• **PROBLEM DESCRIPTION**
Go through the data and copy each line where the string "true" appears.

(RECORDED INFORMATION Opens)

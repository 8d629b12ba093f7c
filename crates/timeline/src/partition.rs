use agentline_core::classify::{is_delegation_call, is_delta, is_subagent_like};
use agentline_core::{AgentLevel, Event, EventType};
use serde::Serialize;
use std::collections::HashMap;

use crate::anchor::{AnchorMap, build_anchor_map};
use crate::delta::maybe_merge_delta;
use crate::entry::StreamEvent;
use crate::final_stream::{FinalAnswers, FinalDisposition, collapse_final};
use crate::keys::{subagent_anchor_candidates, subagent_group_key, subagent_key};
use crate::options::TimelineOptions;
use crate::pairing::ToolCallIndex;
use crate::thread::{SubagentThread, shows_in_subagent_card};

/// Why an event produced no row of its own.
#[derive(Debug, Clone, Copy, PartialEq, Eq, Serialize)]
#[serde(rename_all = "snake_case")]
pub enum DropReason {
    /// Delegation tool call; only anchors sub-agent groups.
    Delegation,
    /// Sub-agent event that only updates its thread's context.
    ContextOnly,
    /// Summary echoing its thread's final answer.
    DuplicateSummary,
    /// Final answer already shown for its thread.
    DuplicateFinal,
    /// Delta hidden by `include_deltas` / `active_task_id`.
    DeltaFiltered,
    /// Internal lifecycle noise.
    Noise,
}

/// Where one raw event ended up.
#[derive(Debug, Clone, PartialEq, Eq, Serialize)]
#[serde(tag = "kind", content = "detail", rename_all = "snake_case")]
pub enum Disposition {
    /// Main stream, as its own entry or folded into the previous one.
    Main,
    /// Displayed inside the sub-agent thread with this key.
    Thread(String),
    Dropped(DropReason),
}

#[derive(Debug, Clone, Default)]
pub struct Partition {
    /// Main stream, delta-merged and filtered.
    pub main: Vec<StreamEvent>,
    /// Sorted sub-agent threads.
    pub threads: Vec<SubagentThread>,
    pub anchors: AnchorMap,
    /// One disposition per input event, by index.
    pub dispositions: Vec<Disposition>,
}

/// Single forward pass splitting the raw list into the main stream and
/// sub-agent threads.
pub fn partition_events(
    events: &[Event],
    tools: &ToolCallIndex,
    options: &TimelineOptions,
) -> Partition {
    let finals = FinalAnswers::collect(events);
    let anchors = build_anchor_map(events, &options.delegation_tool);

    let mut main: Vec<StreamEvent> = Vec::new();
    let mut threads: Vec<SubagentThread> = Vec::new();
    let mut thread_slots: HashMap<String, usize> = HashMap::new();
    let mut emitted_finals: HashMap<String, String> = HashMap::new();
    let mut dispositions = Vec::with_capacity(events.len());

    for (index, event) in events.iter().enumerate() {
        if is_delegation_call(event, &options.delegation_tool) {
            dispositions.push(Disposition::Dropped(DropReason::Delegation));
            continue;
        }

        if is_subagent_like(event) {
            let key = subagent_key(event);
            let slot = *thread_slots.entry(key.clone()).or_insert_with(|| {
                threads.push(SubagentThread::new(
                    key.clone(),
                    subagent_group_key(event),
                    index,
                ));
                threads.len() - 1
            });
            let thread = &mut threads[slot];
            thread.observe(event);

            if thread.anchor_event_id.is_none() {
                let resolved = subagent_anchor_candidates(event)
                    .into_iter()
                    .find_map(|id| anchors.get(&id).map(|anchor| (id, anchor.timestamp)));
                if let Some((anchor_id, timestamp)) = resolved {
                    thread.anchor_timestamp = timestamp;
                    thread.anchor_event_id = Some(anchor_id);
                }
            }

            if !shows_in_subagent_card(event) {
                dispositions.push(Disposition::Dropped(DropReason::ContextOnly));
            } else if finals.is_duplicate_summary(event) {
                dispositions.push(Disposition::Dropped(DropReason::DuplicateSummary));
            } else {
                thread.events.push(StreamEvent::new(index, event.clone()));
                dispositions.push(Disposition::Thread(key));
            }
            continue;
        }

        if finals.is_duplicate_summary(event) {
            dispositions.push(Disposition::Dropped(DropReason::DuplicateSummary));
            continue;
        }

        if is_delta(event) {
            if !delta_visible(event, options) {
                dispositions.push(Disposition::Dropped(DropReason::DeltaFiltered));
                continue;
            }
            if !maybe_merge_delta(&mut main, event, options.max_delta_chars) {
                main.push(StreamEvent::new(index, event.clone()));
            }
            dispositions.push(Disposition::Main);
            continue;
        }

        if event.event_type == EventType::ResultFinal {
            match collapse_final(&mut main, event, &mut emitted_finals) {
                FinalDisposition::Merged => dispositions.push(Disposition::Main),
                FinalDisposition::Duplicate => {
                    dispositions.push(Disposition::Dropped(DropReason::DuplicateFinal));
                }
                FinalDisposition::Push => {
                    main.push(StreamEvent::new(index, event.clone()));
                    dispositions.push(Disposition::Main);
                }
            }
            continue;
        }

        if should_skip(event, tools) {
            dispositions.push(Disposition::Dropped(DropReason::Noise));
            continue;
        }

        main.push(StreamEvent::new(index, event.clone()));
        dispositions.push(Disposition::Main);
    }

    for thread in &mut threads {
        thread.sort_events();
    }
    threads.sort_by_key(|thread| {
        (
            thread
                .anchor_event_id
                .as_deref()
                .and_then(|id| anchors.get(id))
                .map_or(usize::MAX, |anchor| anchor.event_index),
            thread.subtask_index.unwrap_or(u64::MAX),
        )
    });

    Partition {
        main,
        threads,
        anchors,
        dispositions,
    }
}

fn delta_visible(event: &Event, options: &TimelineOptions) -> bool {
    if !options.include_deltas || is_subagent_like(event) {
        return false;
    }
    match &options.active_task_id {
        Some(active) => event.task_id.as_deref() == Some(active.as_str()),
        None => true,
    }
}

/// Internal lifecycle noise that never renders in the main stream.
fn should_skip(event: &Event, tools: &ToolCallIndex) -> bool {
    match &event.event_type {
        EventType::InputReceived => event.agent_level != AgentLevel::Core,
        EventType::ResultFinal
        | EventType::ResultCancelled
        | EventType::NodeFailed
        | EventType::NodeOutputSummary
        | EventType::ToolCompleted => false,
        EventType::NodeStarted | EventType::NodeCompleted | EventType::LifecycleUpdated => true,
        EventType::ToolStarted => tools.has_completion(event),
        EventType::Diagnostic(_) => true,
        _ => false,
    }
}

(RECORDED INFORMATION Closes)

• **RESPONSE**
        None => true,
        EventType::NodeStarted | EventType::NodeCompleted | EventType::LifecycleUpdated => true,
        EventType::Diagnostic(_) => true,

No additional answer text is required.